Management of anal cancer in the HIV-positive population

Abstract

Squamous cell anal cancer remains an uncommon entity; however, the incidence appears to be increasing in at-risk populations, especially those infected with human papillomavirus (HPV) and human immunodeficiency virus (HIV). Given the ability to cure this cancer using synchronous chemoradiotherapy, management practices of this disease are critical. This article considers treatment strategies for HIV-positive patients with anal cancer, including the impact on chemoradiation-induced toxicities and the role of highly active antiretroviral therapy in the treatment of this patient population. The standard treatment has been fluorouracil (5-FU) and mitomycin (or cisplatin) as chemotherapy agents plus radiation.

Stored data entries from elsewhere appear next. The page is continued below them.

// Configuration Management
//
// This crate handles all configuration loading for the LexiMind API.
// It provides:
// - Configuration structs
// - Environment loading logic
// - Default configuration values
//
// The resulting `ApiConfig` is built once at startup and treated as read-only.

use thiserror::Error;

pub mod types;

// Re-export all configuration types
pub use types::*;

#[derive(Error, Debug, PartialEq, Eq)]
pub enum ConfigError {
    #[error("Missing required environment variable: {name}")]
    MissingVar { name: &'static str },

    #[error("Invalid value for {name}: {reason}")]
    InvalidValue { name: &'static str, reason: String },
}

/// Main configuration loading interface
impl ApiConfig {
    /// Load configuration from the process environment
    pub fn from_env() -> Result<Self, ConfigError> {
        Self::from_vars(|name| std::env::var(name).ok())
    }

    /// Load configuration through an arbitrary variable lookup.
    ///
    /// Empty values are treated the same as unset ones.
    pub fn from_vars<F>(lookup: F) -> Result<Self, ConfigError>
    where
        F: Fn(&str) -> Option<String>,
    {
        let lookup = |name: &str| lookup(name).filter(|v| !v.is_empty());

        Ok(Self {
            server: ServerConfig::from_lookup(&lookup),
            openrouter: OpenRouterConfig::from_lookup(&lookup)?,
            logging: LoggingConfig::from_lookup(&lookup)?,
        })
    }
}

#[cfg(test)]
mod tests {
    use super::*;
    use std::collections::HashMap;

    fn vars(pairs: &[(&str, &str)]) -> HashMap<String, String> {
        pairs
            .iter()
            .map(|(k, v)| (k.to_string(), v.to_string()))
            .collect()
    }

    fn load(pairs: &[(&str, &str)]) -> Result<ApiConfig, ConfigError> {
        let vars = vars(pairs);
        ApiConfig::from_vars(|name| vars.get(name).cloned())
    }

    #[test]
    fn test_defaults_with_only_api_key() {
        let config = load(&[("OPENROUTER_API_KEY", "sk-test")]).unwrap();

        assert_eq!(config.server.host, "0.0.0.0");
        assert_eq!(config.server.port, 5050);
        assert_eq!(config.openrouter.api_key, "sk-test");
        assert_eq!(config.openrouter.base_url, "https://openrouter.ai/api/v1");
        assert_eq!(config.openrouter.model, "openrouter/auto");
        assert_eq!(config.openrouter.referer, None);
        assert_eq!(config.openrouter.title.as_deref(), Some("LexiMind"));
        assert_eq!(config.logging.level, "info");
        assert_eq!(config.logging.format, LogFormat::Pretty);
    }

    #[test]
    fn test_missing_api_key_is_fatal() {
        let err = load(&[("PORT", "8080")]).unwrap_err();
        assert_eq!(
            err,
            ConfigError::MissingVar {
                name: "OPENROUTER_API_KEY"
            }
        );
    }

    #[test]
    fn test_empty_api_key_counts_as_missing() {
        assert!(load(&[("OPENROUTER_API_KEY", "")]).is_err());
    }

    #[test]
    fn test_overrides() {
        let config = load(&[
            ("OPENROUTER_API_KEY", "sk-test"),
            ("HOST", "127.0.0.1"),
            ("PORT", "8080"),
            ("OPENROUTER_BASE_URL", "http://localhost:9000/v1"),
            ("OPENROUTER_MODEL", "meta-llama/llama-3-8b-instruct"),
            ("HTTP_REFERER", "https://leximind.dev"),
            ("X_TITLE", "Custom"),
            ("LOG_LEVEL", "debug"),
            ("LOG_FORMAT", "json"),
            ("LOG_MODULE_SERVICES", "trace"),
        ])
        .unwrap();

        assert_eq!(config.server.host, "127.0.0.1");
        assert_eq!(config.server.port, 8080);
        assert_eq!(config.openrouter.base_url, "http://localhost:9000/v1");
        assert_eq!(config.openrouter.model, "meta-llama/llama-3-8b-instruct");
        assert_eq!(
            config.openrouter.referer.as_deref(),
            Some("https://leximind.dev")
        );
        assert_eq!(config.openrouter.title.as_deref(), Some("Custom"));
        assert_eq!(config.logging.format, LogFormat::Json);
        assert_eq!(
            config.logging.modules.get("services").map(String::as_str),
            Some("trace")
        );
    }

    #[test]
    fn test_invalid_log_format() {
        let err = load(&[("OPENROUTER_API_KEY", "sk-test"), ("LOG_FORMAT", "xml")]).unwrap_err();
        assert!(matches!(
            err,
            ConfigError::InvalidValue {
                name: "LOG_FORMAT",
                ..
            }
        ));
    }
}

Consideration to modifying the standard treatment regime is based on the fact that patients with HIV tend to experience greater toxicity, especially when CD4 counts are below 200; these patients also require longer treatment breaks. Additional changes to the chemotherapy dosing, such as giving 5-FU continuously and decreasing mitomycin dose, are evaluated and considered in relation to radiation field sizes in an effort to reduce toxicity, maintain local tumor control, and limit need for colostomy. The opportunity for decreasing the radiation field size and using intensity-modulated radiation therapy (IMRT) is also considered, particularly in light of the fact that IMRT provides dose-sparing while maximizing target volume dose to involved areas. The impact of the immune system in patients with HIV and squamous cell carcinoma of the anus and the associated response to therapy remains unknown. Continued studies and phase III trials will be needed to test new treatment strategies in HIV-infected patients with squamous cell cancer of the anus to determine which treatment protocols provide the greatest benefits.